Let's add the usual libraries

In [None]:
%matplotlib inline 
import matplotlib.pyplot as plt

In [None]:
import pandas as pd
import numpy as np

### Generate data

In [None]:
# random numbers
df = pd.DataFrame({'Data': np.random.normal(size=1000)})
# add outliers
outliers = pd.DataFrame({'Data': 1000+np.random.normal(size=10)})
df = df.append(outliers)
df.head()

In [None]:
df.tail()

In [None]:
# get statistics
df.describe()

In [None]:
#histogramm
df.hist()

## Boxplots

A different way of visualizing the distribution of data is the boxplot, which is a display of common quantiles; these are typically the quartiles and the lower and upper 5 percent values.

In [None]:
#box plot
df.plot(kind='box')

## Some analysis with outliers

In [None]:
# calculate the average 
df['Data'].mean()

In [None]:
# calculate std
df['Data'].std()

## Eliminate outliers

In [None]:
#calculate quantile
df.quantile(.5)

In [None]:
quantile_99 = df.quantile(.99).Data
clean_df = df[df.Data < quantile_99]
clean_df.plot(kind='box')

In [None]:
#keep only the ones that are within +3 to -3 standard deviations in the column 'Data'.
clean_df = df[np.abs(df.Data-df.Data.mean())<=(3*df.Data.std())]
clean_df.plot(kind='box')

In [None]:
print('Average = ', clean_df['Data'].mean())
print('Std = ', clean_df['Data'].std())

## Titanic data

For this series of examples, let's load up a dataset with the passengers from Titanic:

In [None]:
titanic = pd.read_excel("data/titanic.xls", "titanic")
titanic.head()

In [None]:
titanic.describe()

## Boxplots

A different way of visualizing the distribution of data is the boxplot, which is a display of common quantiles; these are typically the quartiles and the lower and upper 5 percent values.

In [None]:
titanic.boxplot(column='fare', by='pclass', grid=False, figsize = (8,5))

In [None]:
titanic[titanic['survived']==1]["fare"].hist()
titanic[titanic['survived']==0]["fare"].hist()


You can think of the box plot as viewing the distribution from above.

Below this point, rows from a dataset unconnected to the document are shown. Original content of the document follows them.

//! Test doubles for the device and transport seams

use std::cell::RefCell;
use std::collections::VecDeque;
use std::io::{self, ErrorKind, Read, Write};
use std::rc::Rc;

use crate::sdr::{DeviceError, SdrDevice};
use crate::shutdown::ShutdownTrigger;
use crate::transport::{Listener, Transport};

/// Scripted outcome of one `read_sync` call
#[derive(Debug, Clone, Copy)]
pub enum DeviceRead {
    Full,
    Short(usize),
    Fail,
}

#[derive(Debug)]
pub struct DeviceState {
    pub sample_rate: u32,
    pub center_freq: u32,
    pub auto_gain: bool,
    pub manual_gain: Option<f32>,
    pub buffer_resets: usize,
    /// Every successfully applied center frequency, in order
    pub retunes: Vec<u32>,
    /// Center frequency in effect at each read
    pub reads_at: Vec<u32>,
    pub script: VecDeque<DeviceRead>,
    pub fill: u8,
    pub fail_settings: bool,
    pub open: bool,
    /// Fired by the next read, as if a signal arrived mid-acquisition
    pub shutdown_on_read: Option<ShutdownTrigger>,
}

/// In-memory SDR whose state stays observable after it is moved
#[derive(Debug)]
pub struct MockDevice {
    state: Rc<RefCell<DeviceState>>,
}

impl MockDevice {
    pub fn new() -> Self {
        Self {
            state: Rc::new(RefCell::new(DeviceState {
                sample_rate: 0,
                center_freq: 0,
                auto_gain: false,
                manual_gain: None,
                buffer_resets: 0,
                retunes: Vec::new(),
                reads_at: Vec::new(),
                script: VecDeque::new(),
                fill: 0,
                fail_settings: false,
                open: true,
                shutdown_on_read: None,
            })),
        }
    }

    pub fn probe(&self) -> Rc<RefCell<DeviceState>> {
        self.state.clone()
    }

    pub fn script<I: IntoIterator<Item = DeviceRead>>(&self, reads: I) {
        self.state.borrow_mut().script.extend(reads);
    }

    fn setting(&self) -> Result<std::cell::RefMut<'_, DeviceState>, DeviceError> {
        let state = self.state.borrow_mut();
        if state.fail_settings {
            return Err(DeviceError::io("configure mock", ErrorKind::Other.into()));
        }
        Ok(state)
    }
}

impl SdrDevice for MockDevice {
    fn set_sample_rate(&mut self, hz: u32) -> Result<(), DeviceError> {
        self.setting()?.sample_rate = hz;
        Ok(())
    }

    fn set_center_freq(&mut self, hz: u32) -> Result<(), DeviceError> {
        let mut state = self.setting()?;
        state.center_freq = hz;
        state.retunes.push(hz);
        Ok(())
    }

    fn set_auto_gain(&mut self) -> Result<(), DeviceError> {
        let mut state = self.setting()?;
        state.auto_gain = true;
        state.manual_gain = None;
        Ok(())
    }

    fn set_manual_gain(&mut self, gain_db: f32) -> Result<(), DeviceError> {
        let mut state = self.setting()?;
        state.auto_gain = false;
        state.manual_gain = Some(gain_db);
        Ok(())
    }

    fn reset_buffers(&mut self) -> Result<(), DeviceError> {
        self.setting()?.buffer_resets += 1;
        Ok(())
    }

    fn read_sync(&mut self, buf: &mut [u8]) -> Result<usize, DeviceError> {
        let mut state = self.state.borrow_mut();
        let freq = state.center_freq;
        state.reads_at.push(freq);
        if let Some(trigger) = state.shutdown_on_read.take() {
            trigger.trigger();
        }

        match state.script.pop_front().unwrap_or(DeviceRead::Full) {
            DeviceRead::Full => {
                buf.fill(state.fill);
                Ok(buf.len())
            }
            DeviceRead::Short(n) => {
                let n = n.min(buf.len());
                buf[..n].fill(state.fill);
                Ok(n)
            }
            DeviceRead::Fail => Err(DeviceError::io(
                "read from mock",
                ErrorKind::UnexpectedEof.into(),
            )),
        }
    }
}

impl Drop for MockDevice {
    fn drop(&mut self) {
        self.state.borrow_mut().open = false;
    }
}

/// Scripted inbound event on a mock connection
#[derive(Debug, Clone)]
pub enum Inbound {
    Bytes(Vec<u8>),
    /// Ends the current drain (reported as WouldBlock)
    Pause,
    Eof,
}

#[derive(Debug, Default)]
pub struct ConnState {
    pub inbound: VecDeque<Inbound>,
    pub written: Vec<u8>,
    pub writes: usize,
    /// Writes succeed this many times, then fail with BrokenPipe
    pub fail_after_writes: Option<usize>,
    pub nonblocking: bool,
    /// Blocking mode observed at each write
    pub nonblocking_at_write: Vec<bool>,
    pub closed: bool,
}

#[derive(Debug)]
pub struct MockConn {
    state: Rc<RefCell<ConnState>>,
}

impl MockConn {
    pub fn new() -> Self {
        Self {
            state: Rc::new(RefCell::new(ConnState::default())),
        }
    }

    pub fn probe(&self) -> Rc<RefCell<ConnState>> {
        self.state.clone()
    }

    pub fn inbound<I: IntoIterator<Item = Inbound>>(self, events: I) -> Self {
        self.state.borrow_mut().inbound.extend(events);
        self
    }

    pub fn fail_after_writes(self, n: usize) -> Self {
        self.state.borrow_mut().fail_after_writes = Some(n);
        self
    }
}

impl Read for MockConn {
    fn read(&mut self, buf: &mut [u8]) -> io::Result<usize> {
        let mut state = self.state.borrow_mut();
        match state.inbound.pop_front() {
            Some(Inbound::Bytes(mut bytes)) => {
                let n = bytes.len().min(buf.len());
                buf[..n].copy_from_slice(&bytes[..n]);
                if n < bytes.len() {
                    let rest = bytes.split_off(n);
                    state.inbound.push_front(Inbound::Bytes(rest));
                }
                Ok(n)
            }
            Some(Inbound::Eof) => {
                state.inbound.push_front(Inbound::Eof);
                Ok(0)
            }
            Some(Inbound::Pause) | None => Err(ErrorKind::WouldBlock.into()),
        }
    }
}

impl Write for MockConn {
    fn write(&mut self, buf: &[u8]) -> io::Result<usize> {
        let mut state = self.state.borrow_mut();
        let nonblocking = state.nonblocking;
        state.nonblocking_at_write.push(nonblocking);
        let limit = state.fail_after_writes;
        if limit.is_some_and(|n| state.writes >= n) {
            return Err(ErrorKind::BrokenPipe.into());
        }
        state.writes += 1;
        state.written.extend_from_slice(buf);
        Ok(buf.len())
    }

    fn flush(&mut self) -> io::Result<()> {
        Ok(())
    }
}

impl Transport for MockConn {
    fn set_nonblocking(&mut self, nonblocking: bool) -> io::Result<()> {
        self.state.borrow_mut().nonblocking = nonblocking;
        Ok(())
    }

    fn peer(&self) -> String {
        "mock".to_string()
    }
}

impl Drop for MockConn {
    fn drop(&mut self) {
        self.state.borrow_mut().closed = true;
    }
}

/// Hands out queued connections, then requests shutdown once drained
#[derive(Debug)]
pub struct MockListener {
    pending: VecDeque<MockConn>,
    pub accepted: Rc<RefCell<usize>>,
    on_empty: Option<ShutdownTrigger>,
}

impl MockListener {
    pub fn new<I: IntoIterator<Item = MockConn>>(conns: I, on_empty: ShutdownTrigger) -> Self {
        Self {
            pending: conns.into_iter().collect(),
            accepted: Rc::new(RefCell::new(0)),
            on_empty: Some(on_empty),
        }
    }
}

impl Listener for MockListener {
    type Conn = MockConn;

    fn poll_accept(&mut self) -> io::Result<Option<MockConn>> {
        match self.pending.pop_front() {
            Some(conn) => {
                *self.accepted.borrow_mut() += 1;
                Ok(Some(conn))
            }
            None => {
                if let Some(trigger) = self.on_empty.take() {
                    trigger.trigger();
                }
                Ok(None)
            }
        }
    }
}
//! Fixed-size sample block acquisition
//!
//! Wraps an [`SdrDevice`] with the startup tuning sequence and the
//! exact-length read contract the streaming loop depends on.

use thiserror::Error;
use tracing::{info, warn};

use super::device::{DeviceError, SdrDevice};

/// Tuning applied when the capture source is opened
#[derive(Debug, Clone)]
pub struct SdrConfig {
    pub center_freq: u32,
    pub sample_rate: u32,
    /// Tuner gain in dB, None for automatic gain
    pub gain_db: Option<f32>,
}

/// Acquisition failures. Both variants mean the sample stream can no longer
/// be trusted to be contiguous.
#[derive(Debug, Error)]
pub enum CaptureError {
    #[error("short read ({got} / {expected}), samples lost")]
    ShortRead { got: usize, expected: usize },

    #[error("sync read failed: {0}")]
    DeviceFault(#[from] DeviceError),
}

/// Blocking source of `block_len`-byte IQ blocks
#[derive(Debug)]
pub struct CaptureSource<D> {
    device: D,
    block: Vec<u8>,
    center_freq: u32,
    blocks_acquired: u64,
}

impl<D: SdrDevice> CaptureSource<D> {
    /// Configure the device and allocate the block buffer.
    ///
    /// Individual configuration failures are logged and tolerated; the
    /// device may still stream with its previous settings.
    pub fn open(mut device: D, config: &SdrConfig, block_len: usize) -> Self {
        if let Err(e) = device.set_sample_rate(config.sample_rate) {
            warn!("Failed to set sample rate: {}", e);
        }

        if let Err(e) = device.set_center_freq(config.center_freq) {
            warn!("Failed to set center freq: {}", e);
        }

        let gain = match config.gain_db {
            Some(db) => device.set_manual_gain(db),
            None => device.set_auto_gain(),
        };
        if let Err(e) = gain {
            warn!("Failed to configure tuner gain: {}", e);
        }

        if let Err(e) = device.reset_buffers() {
            warn!("Failed to reset buffers: {}", e);
        }

        info!(
            "Capture ready: {:.3} MHz, {:.2} MSPS, gain {}, {} bytes/block",
            config.center_freq as f64 / 1e6,
            config.sample_rate as f64 / 1e6,
            config
                .gain_db
                .map(|g| format!("{:.1} dB", g))
                .unwrap_or_else(|| "auto".to_string()),
            block_len
        );

        Self {
            device,
            block: vec![0u8; block_len],
            center_freq: config.center_freq,
            blocks_acquired: 0,
        }
    }

    /// Read exactly one block. Anything less is a [`CaptureError`].
    pub fn acquire(&mut self) -> Result<&[u8], CaptureError> {
        let expected = self.block.len();
        let got = self.device.read_sync(&mut self.block)?;
        if got < expected {
            return Err(CaptureError::ShortRead { got, expected });
        }

        self.blocks_acquired += 1;
        Ok(&self.block)
    }

    pub fn retune(&mut self, freq_hz: u32) -> Result<(), DeviceError> {
        self.device.set_center_freq(freq_hz)?;
        self.center_freq = freq_hz;
        Ok(())
    }

    pub fn reset_buffers(&mut self) -> Result<(), DeviceError> {
        self.device.reset_buffers()
    }

    pub fn center_freq(&self) -> u32 {
        self.center_freq
    }

    pub fn block_len(&self) -> usize {
        self.block.len()
    }

    pub fn blocks_acquired(&self) -> u64 {
        self.blocks_acquired
    }
}
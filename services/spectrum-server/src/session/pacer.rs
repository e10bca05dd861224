//! Frame pacing
//!
//! A fixed-rate ticker bounds the frame rate independently of how long
//! acquisition and transform take: time spent working is not added on top
//! of the interval. Ticks that fall due while a frame is still in progress
//! are coalesced rather than queued.

use std::time::{Duration, Instant};

use crossbeam_channel::{select, tick, Receiver};

use crate::shutdown::Shutdown;

#[derive(Debug, Clone, Copy, PartialEq, Eq)]
pub enum Pace {
    /// Time for the next frame
    Tick,
    /// Shutdown was requested while waiting
    Cancelled,
}

#[derive(Debug)]
pub struct Pacer {
    ticker: Receiver<Instant>,
    interval: Duration,
}

impl Pacer {
    pub fn new(interval: Duration) -> Self {
        Self {
            ticker: tick(interval),
            interval,
        }
    }

    pub fn interval(&self) -> Duration {
        self.interval
    }

    /// Block until the next tick or until shutdown
    pub fn wait(&self, shutdown: &Shutdown) -> Pace {
        select! {
            recv(self.ticker) -> _ => Pace::Tick,
            recv(shutdown.receiver()) -> _ => Pace::Cancelled,
        }
    }
}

The blue crosses are "outlier" points that occur outside the extreme quantiles.

In [None]:
# consider class 1
titanic[titanic['pclass']==1].boxplot(column='fare', grid=False, figsize = (8,5))

In [None]:
# calculate the average
print('Average value = ', titanic[titanic['pclass']==1]['fare'].mean())

In [None]:
# take a look at the outliers
titanic[(titanic['pclass']==1)&(titanic['fare']>400)]

In [None]:
# calculate the average without outliers
print('Average value = ', titanic[(titanic['pclass']==1)&(titanic['fare']<400)]['fare'].mean())